After having derived the condition $\nabla f_0(x) \succeq 0$, you know $\nabla f_0(x)^T y \geq 0$. Since the inequality has to hold for all $y \succeq 0$, it also has to hold for the $y$ which attains the minimum of $\nabla f_0(x)^T y $: $y=0$. For $y=0$ you get $-\nabla f_0(x)^Tx \geq 0$.

So you need all three conditions: $x \succeq 0$, $\nabla f_0(x) \succeq 0$, and $-\nabla f_0(x)^Tx \geq 0$.

Answer 2

I figured it out. Since it's for all $y$, it doesn't matter what $y$ we choose so it just matters that $-()$ is positive because it's a subtraction.

Answer 3

Think about the optimality condition. You have a $ y \succeq 0$ hypothesis.

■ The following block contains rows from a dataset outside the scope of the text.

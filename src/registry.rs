// ABOUTME: In-process progression state store keyed by athlete and exercise
// ABOUTME: Serializes applies per key, versions every write, and fans out batches with rayon
//
// SPDX-License-Identifier: MIT OR Apache-2.0
// Copyright (c) 2025 Pierre Fitness Intelligence

//! # Progression Registry
//!
//! Holds one [`VersionedState`] per [`ProgressionKey`]. Every apply for a
//! key runs while that key's map entry is locked, so two sessions for the
//! same athlete and exercise can never read the same prior state. Distinct
//! keys share no data and are applied in parallel by
//! [`ProgressionRegistry::apply_batch`].
//!
//! Versions start at 1 on insert and increase by one per successful apply.
//! Callers that read a state, show it to a coach, and write back later use
//! [`ProgressionRegistry::apply_if_version`] to detect lost updates.

use ascend_core::{AppError, ErrorCode, ProgressionKey, SessionOutcome};
use ascend_progression::{
    evaluator, Evaluation, EvaluationError, ProgressionState, ValidatedConfig, WeightRounding,
};
use dashmap::mapref::entry::Entry;
use dashmap::DashMap;
use rayon::prelude::*;
use serde::Serialize;
use std::collections::HashMap;
use thiserror::Error;
use tracing::{debug, warn};

/// Progression state together with its write version
#[derive(Debug, Clone, PartialEq, Serialize)]
pub struct VersionedState {
    /// Current progression state
    pub state: ProgressionState,
    /// Number of writes since insertion, starting at 1
    pub version: u64,
}

/// Registry operation failures
#[derive(Debug, Clone, PartialEq, Eq, Error)]
pub enum RegistryError {
    /// No state is registered for the key
    #[error("no progression state registered for {0}")]
    NotFound(ProgressionKey),

    /// A state is already registered for the key
    #[error("progression state already registered for {0}")]
    AlreadyExists(ProgressionKey),

    /// The stored version moved on since the caller last read it
    #[error("progression state for {key} is at version {actual}, expected {expected}")]
    VersionConflict {
        /// Key whose write was rejected
        key: ProgressionKey,
        /// Version the caller read
        expected: u64,
        /// Version currently stored
        actual: u64,
    },

    /// The evaluator rejected the apply
    #[error(transparent)]
    Evaluation(#[from] EvaluationError),
}

impl From<RegistryError> for AppError {
    fn from(error: RegistryError) -> Self {
        match error {
            RegistryError::NotFound(key) => Self::not_found(format!("progression state {key}")),
            RegistryError::AlreadyExists(_) => {
                Self::new(ErrorCode::ResourceAlreadyExists, error.to_string())
            }
            RegistryError::VersionConflict { .. } => {
                Self::new(ErrorCode::VersionConflict, error.to_string())
            }
            RegistryError::Evaluation(inner) => inner.into(),
        }
    }
}

/// One queued apply in a batch
#[derive(Debug, Clone)]
pub struct BatchItem<'a> {
    /// Which athlete and exercise the outcome belongs to
    pub key: ProgressionKey,
    /// Strategy assigned to that exercise
    pub config: &'a ValidatedConfig,
    /// The finalized session
    pub outcome: SessionOutcome,
}

/// Concurrent per-key progression state store
#[derive(Debug, Default)]
pub struct ProgressionRegistry {
    states: DashMap<ProgressionKey, VersionedState>,
    rounding: WeightRounding,
}

impl ProgressionRegistry {
    /// Create an empty registry that rounds surfaced weights with `rounding`
    #[must_use]
    pub fn new(rounding: WeightRounding) -> Self {
        Self {
            states: DashMap::new(),
            rounding,
        }
    }

    /// Number of registered keys
    #[must_use]
    pub fn len(&self) -> usize {
        self.states.len()
    }

    /// Whether the registry holds no state
    #[must_use]
    pub fn is_empty(&self) -> bool {
        self.states.is_empty()
    }

    /// Register the seeded state for a newly assigned exercise
    ///
    /// # Errors
    ///
    /// Returns [`RegistryError::AlreadyExists`] if the key already has state.
    pub fn insert(
        &self,
        key: ProgressionKey,
        state: ProgressionState,
    ) -> Result<VersionedState, RegistryError> {
        match self.states.entry(key) {
            Entry::Occupied(entry) => Err(RegistryError::AlreadyExists(entry.key().clone())),
            Entry::Vacant(entry) => {
                debug!(key = %entry.key(), strategy = %state.kind(), "Registered progression state");
                let versioned = VersionedState { state, version: 1 };
                entry.insert(versioned.clone());
                Ok(versioned)
            }
        }
    }

    /// Snapshot of the state for `key`
    #[must_use]
    pub fn get(&self, key: &ProgressionKey) -> Option<VersionedState> {
        self.states.get(key).map(|entry| entry.value().clone())
    }

    /// Drop the state for `key`, e.g. when the exercise is unassigned
    pub fn remove(&self, key: &ProgressionKey) -> Option<VersionedState> {
        self.states.remove(key).map(|(_, versioned)| versioned)
    }

    /// Apply an outcome to the stored state for `key`
    ///
    /// # Errors
    ///
    /// Returns [`RegistryError::NotFound`] for an unknown key, or the
    /// evaluator's error if the stored state does not match `config`.
    pub fn apply(
        &self,
        key: &ProgressionKey,
        config: &ValidatedConfig,
        outcome: &SessionOutcome,
    ) -> Result<Evaluation, RegistryError> {
        self.apply_locked(key, config, outcome, None)
    }

    /// Apply an outcome only if the stored version is still `expected_version`
    ///
    /// # Errors
    ///
    /// Returns [`RegistryError::VersionConflict`] when another write landed
    /// first, plus the errors of [`Self::apply`].
    pub fn apply_if_version(
        &self,
        key: &ProgressionKey,
        config: &ValidatedConfig,
        outcome: &SessionOutcome,
        expected_version: u64,
    ) -> Result<Evaluation, RegistryError> {
        self.apply_locked(key, config, outcome, Some(expected_version))
    }

    /// Apply many outcomes, in parallel across keys
    ///
    /// Items for the same key are applied in the order given. Results are
    /// returned in input order.
    #[must_use]
    pub fn apply_batch(&self, items: &[BatchItem<'_>]) -> Vec<Result<Evaluation, RegistryError>> {
        let mut by_key: HashMap<&ProgressionKey, Vec<usize>> = HashMap::new();
        for (index, item) in items.iter().enumerate() {
            by_key.entry(&item.key).or_default().push(index);
        }

        let mut indexed: Vec<(usize, Result<Evaluation, RegistryError>)> = by_key
            .into_par_iter()
            .flat_map_iter(|(key, indices)| {
                indices.into_iter().map(move |index| {
                    let item = &items[index];
                    (index, self.apply(key, item.config, &item.outcome))
                })
            })
            .collect();

        indexed.sort_unstable_by_key(|(index, _)| *index);
        debug!(items = items.len(), "Applied outcome batch");
        indexed.into_iter().map(|(_, result)| result).collect()
    }

    fn apply_locked(
        &self,
        key: &ProgressionKey,
        config: &ValidatedConfig,
        outcome: &SessionOutcome,
        expected_version: Option<u64>,
    ) -> Result<Evaluation, RegistryError> {
        let mut entry = self
            .states
            .get_mut(key)
            .ok_or_else(|| RegistryError::NotFound(key.clone()))?;

        if let Some(expected) = expected_version {
            if entry.version != expected {
                warn!(
                    key = %key,
                    expected,
                    actual = entry.version,
                    "Rejected apply against stale progression state"
                );
                return Err(RegistryError::VersionConflict {
                    key: key.clone(),
                    expected,
                    actual: entry.version,
                });
            }
        }

        let evaluation = evaluator::apply(config, &entry.state, outcome, self.rounding)?;
        entry.state = evaluation.state.clone();
        entry.version += 1;
        debug!(key = %key, version = entry.version, "Progression state updated");
        Ok(evaluation)
    }
}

But you need to check $$ \nabla f_0(x)^T(y-x) \geq 0$$

So as $\succeq$ is understood entry-wise, this means every $y_i \geq 0$ and so $y_i - x_i \geq -x_i$, so $$ \nabla f_0(x)^T(y-x) \geq \nabla f_0(x)^T(-x) \: \: \forall y \succeq 0$$

$y\succeq 0$ includes the case $ y = 0$ for which the optimality condition means $\nabla f_0(x)^T(-x) \geq 0 $

Do you see why it is sufficient?

$$ \nabla f_0(x)^T(y-x) \geq \nabla f_0(x)^T(-x) \geq 0 $$